In order to mirror that type of care, tech-enablement has to be up to par.
“When we’re dealing with an individual inside their home, you need to orchestrate all the different services and understand when you need to push the lever of intensity up for different services and when you need to pull that back,” he said. “DispatchHealth has invested a lot of resources in building technology to orchestrate that care safely inside the home, and then also to enable our virtual services to monitor them through virtual nursing.”
Demonstrating the effectiveness of technology and how that drives outcomes is a key factor in proving hospital-at-home viability. DispatchHealth will point to clinical outcomes, patient experience and cost savings when advocating for hospital-at-home.
“Typically, hospitals see a 20% readmission rate on average,” Riddleberger said. “We are seeing a 6% 30-day readmission rate for our patients and 0% SNF utilization.”
Net promoter scores for Dispatch’s hospital-at-home patients is 97 and cost savings is anywhere between $5,000 to $7,000 per episode.
More flexibility needed
Securing an extension for the hospital-at-home waiver program is step one.
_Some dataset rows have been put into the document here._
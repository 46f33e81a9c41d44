//! Site-context relevance scoring and filtering
//!
//! Keywords are scored against the stemmed token set of the site context;
//! off-topic keywords are dropped and cluster relevance is a volume-weighted
//! blend of its keywords' scores.

use std::collections::HashSet;

use tracing::debug;

use crate::types::{Cluster, Keyword, SiteContext};
use crate::text::{is_stop_word, stem_tokens, tokenize};

use super::refine::select_pillar;

/// Keywords scoring at or below this are considered off-topic.
const DROP_THRESHOLD: f64 = 0.01;

/// Relevance floor when the raw keyword appears verbatim in the context.
const SUBSTRING_FLOOR: f64 = 0.9;

/// Relevance floor for short keywords with strong token overlap.
const SHORT_MATCH_FLOOR: f64 = 0.75;

/// Token set and normalized text of a site context.
pub struct ContextIndex {
    tokens: HashSet<String>,
    normalized_text: String,
}

impl ContextIndex {
    /// Build the index; returns None when the context has no usable tokens.
    pub fn build(context: &SiteContext) -> Option<Self> {
        let mut parts: Vec<&str> = vec![&context.url, &context.title, &context.description];
        parts.extend(context.page_titles.iter().map(|s| s.as_str()));
        parts.extend(context.meta_descriptions.iter().map(|s| s.as_str()));
        parts.extend(context.focus_terms.iter().map(|s| s.as_str()));
        let joined = parts.join(" ");

        let tokens: HashSet<String> = tokenize(&joined)
            .iter()
            .filter(|t| !is_stop_word(t))
            .map(|t| crate::text::stem(t))
            .collect();
        if tokens.is_empty() {
            return None;
        }

        let normalized_text = joined.to_lowercase();
        Some(Self {
            tokens,
            normalized_text,
        })
    }

    /// Relevance of one keyword against the context, in [0, 1].
    pub fn keyword_relevance(&self, keyword: &Keyword) -> f64 {
        let keyword_tokens: HashSet<String> = stem_tokens(&keyword.text)
            .into_iter()
            .filter(|t| !is_stop_word(t))
            .collect();
        if keyword_tokens.is_empty() {
            return 0.0;
        }

        let matched = keyword_tokens.intersection(&self.tokens).count() as f64;
        let match_ratio = matched / keyword_tokens.len() as f64;
        let union = keyword_tokens.union(&self.tokens).count() as f64;
        let jaccard = if union > 0.0 { matched / union } else { 0.0 };

        let mut score = (0.7 * match_ratio + 0.3 * jaccard).min(1.0);

        if self.normalized_text.contains(&keyword.canonical()) {
            score = score.max(SUBSTRING_FLOOR);
        }
        if match_ratio >= 0.6 && keyword_tokens.len() <= 3 {
            score = score.max(SHORT_MATCH_FLOOR);
        }
        score
    }

    /// Whether a keyword survives the relevance filter. Keywords whose
    /// token set is empty after stop-word stripping are kept; there is
    /// nothing to judge them by.
    pub fn keyword_survives(&self, keyword: &Keyword) -> bool {
        let has_tokens = stem_tokens(&keyword.text).iter().any(|t| !is_stop_word(t));
        if !has_tokens {
            return true;
        }
        self.keyword_relevance(keyword) > DROP_THRESHOLD
    }
}

/// Score every cluster against the context, dropping off-topic keywords and
/// clusters that shrink below the minimum size. Without a usable context,
/// all clusters get a neutral relevance of 0.5 and nothing is dropped.
pub fn apply_relevance_scores(
    mut clusters: Vec<Cluster>,
    context: Option<&SiteContext>,
    min_cluster_size: usize,
) -> Vec<Cluster> {
    let index = context.filter(|c| !c.is_empty()).and_then(ContextIndex::build);
    let Some(index) = index else {
        for cluster in clusters.iter_mut() {
            cluster.relevance_score = 0.5;
        }
        return clusters;
    };

    let mut result = Vec::with_capacity(clusters.len());
    for mut cluster in clusters {
        let before = cluster.keywords.len();
        cluster.keywords.retain(|k| index.keyword_survives(k));
        if cluster.keywords.len() < before {
            debug!(
                "cluster {}: dropped {} off-topic keywords",
                cluster.id,
                before - cluster.keywords.len()
            );
        }
        if cluster.keywords.len() < min_cluster_size.min(before) || cluster.keywords.is_empty() {
            continue;
        }
        cluster.recompute_metrics();
        select_pillar(&mut cluster);
        cluster.relevance_score = cluster_relevance(&cluster, &index);
        result.push(cluster);
    }
    result
}

/// Cluster relevance: volume-weighted average of keyword relevance blended
/// with the best keyword's score. Weights are max(1, log10(volume + 10)).
fn cluster_relevance(cluster: &Cluster, index: &ContextIndex) -> f64 {
    let mut weighted_sum = 0.0;
    let mut weight_total = 0.0;
    let mut best: f64 = 0.0;
    for keyword in &cluster.keywords {
        let relevance = index.keyword_relevance(keyword);
        let weight = ((keyword.search_volume as f64) + 10.0).log10().max(1.0);
        weighted_sum += relevance * weight;
        weight_total += weight;
        best = best.max(relevance);
    }
    if weight_total == 0.0 {
        return 0.0;
    }
    (0.7 * (weighted_sum / weight_total) + 0.3 * best).min(1.0)
}

#[cfg(test)]
mod tests {
    use super::*;
    use crate::types::{ClusterAlgorithm, Competition};

    fn dentist_context() -> SiteContext {
        SiteContext {
            url: "https://example.com/dentistry".to_string(),
            title: "Family Dentistry in Zurich".to_string(),
            description: "Gentle dental care, cleaning and implants".to_string(),
            page_titles: vec!["Dental Cleaning".to_string()],
            meta_descriptions: Vec::new(),
            focus_terms: vec!["Dental Implants".to_string()],
        }
    }

    fn keyword(text: &str, volume: u64) -> Keyword {
        Keyword::new(text, volume, Competition::Medium)
    }

    #[test]
    fn test_on_topic_scores_high() {
        let index = ContextIndex::build(&dentist_context()).unwrap();
        let relevance = index.keyword_relevance(&keyword("dental cleaning", 1000));
        assert!(relevance >= 0.75, "got {}", relevance);
    }

    #[test]
    fn test_off_topic_scores_zero() {
        let index = ContextIndex::build(&dentist_context()).unwrap();
        let relevance = index.keyword_relevance(&keyword("car insurance", 1000));
        assert!(relevance <= DROP_THRESHOLD, "got {}", relevance);
        assert!(!index.keyword_survives(&keyword("car insurance", 1000)));
    }

    #[test]
    fn test_substring_floor() {
        let index = ContextIndex::build(&dentist_context()).unwrap();
        // "dental cleaning" appears verbatim in the context text.
        let relevance = index.keyword_relevance(&keyword("dental cleaning", 1000));
        assert!(relevance >= 0.9);
    }

    #[test]
    fn test_filter_drops_cluster_of_irrelevant_keywords() {
        let clusters = vec![
            Cluster::new(
                1,
                vec![
                    keyword("dental cleaning", 1000),
                    keyword("dental implants", 900),
                    keyword("dentistry zurich", 800),
                ],
                ClusterAlgorithm::Hybrid,
            ),
            Cluster::new(
                2,
                vec![
                    keyword("car insurance", 1000),
                    keyword("cheap car insurance", 900),
                    keyword("car insurance quotes", 800),
                ],
                ClusterAlgorithm::Hybrid,
            ),
        ];
        let filtered = apply_relevance_scores(clusters, Some(&dentist_context()), 3);
        assert_eq!(filtered.len(), 1);
        assert_eq!(filtered[0].id, 1);
        assert!(filtered[0].relevance_score > 0.5);
    }

    #[test]
    fn test_no_context_neutral_scores() {
        let clusters = vec![Cluster::new(
            1,
            vec![keyword("anything", 100), keyword("at all", 90)],
            ClusterAlgorithm::Hybrid,
        )];
        let scored = apply_relevance_scores(clusters, None, 3);
        assert_eq!(scored.len(), 1);
        assert_eq!(scored[0].relevance_score, 0.5);
        assert_eq!(scored[0].keyword_count(), 2);
    }

    #[test]
    fn test_apply_twice_is_stable() {
        let clusters = vec![Cluster::new(
            1,
            vec![
                keyword("dental cleaning", 1000),
                keyword("dental implants", 900),
                keyword("family dentistry", 800),
            ],
            ClusterAlgorithm::Hybrid,
        )];
        let ctx = dentist_context();
        let once = apply_relevance_scores(clusters, Some(&ctx), 3);
        let scores: Vec<f64> = once.iter().map(|c| c.relevance_score).collect();
        let counts: Vec<usize> = once.iter().map(|c| c.keyword_count()).collect();
        let twice = apply_relevance_scores(once, Some(&ctx), 3);
        let scores2: Vec<f64> = twice.iter().map(|c| c.relevance_score).collect();
        let counts2: Vec<usize> = twice.iter().map(|c| c.keyword_count()).collect();
        assert_eq!(scores, scores2);
        assert_eq!(counts, counts2);
    }
}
However, Riddleberger believes some changes could be made for how patients are identified in this program as well.
“I think you’ll hear industry leaders that are in this space want the exact same thing: that not every patient needs to identify themselves for these programs in the E.R.,” he said.
As it stands now, patients first have to be admitted into the emergency room before they can be admitted to the home for acute and chronic needs.
“The CMS waiver does not allow for that flexibility,” Riddleberger said. “Moving forward, in order to make a meaningful impact, we need to be able to provide the ability for organizations to identify these patients outside of just the ER to be admitted to the program.”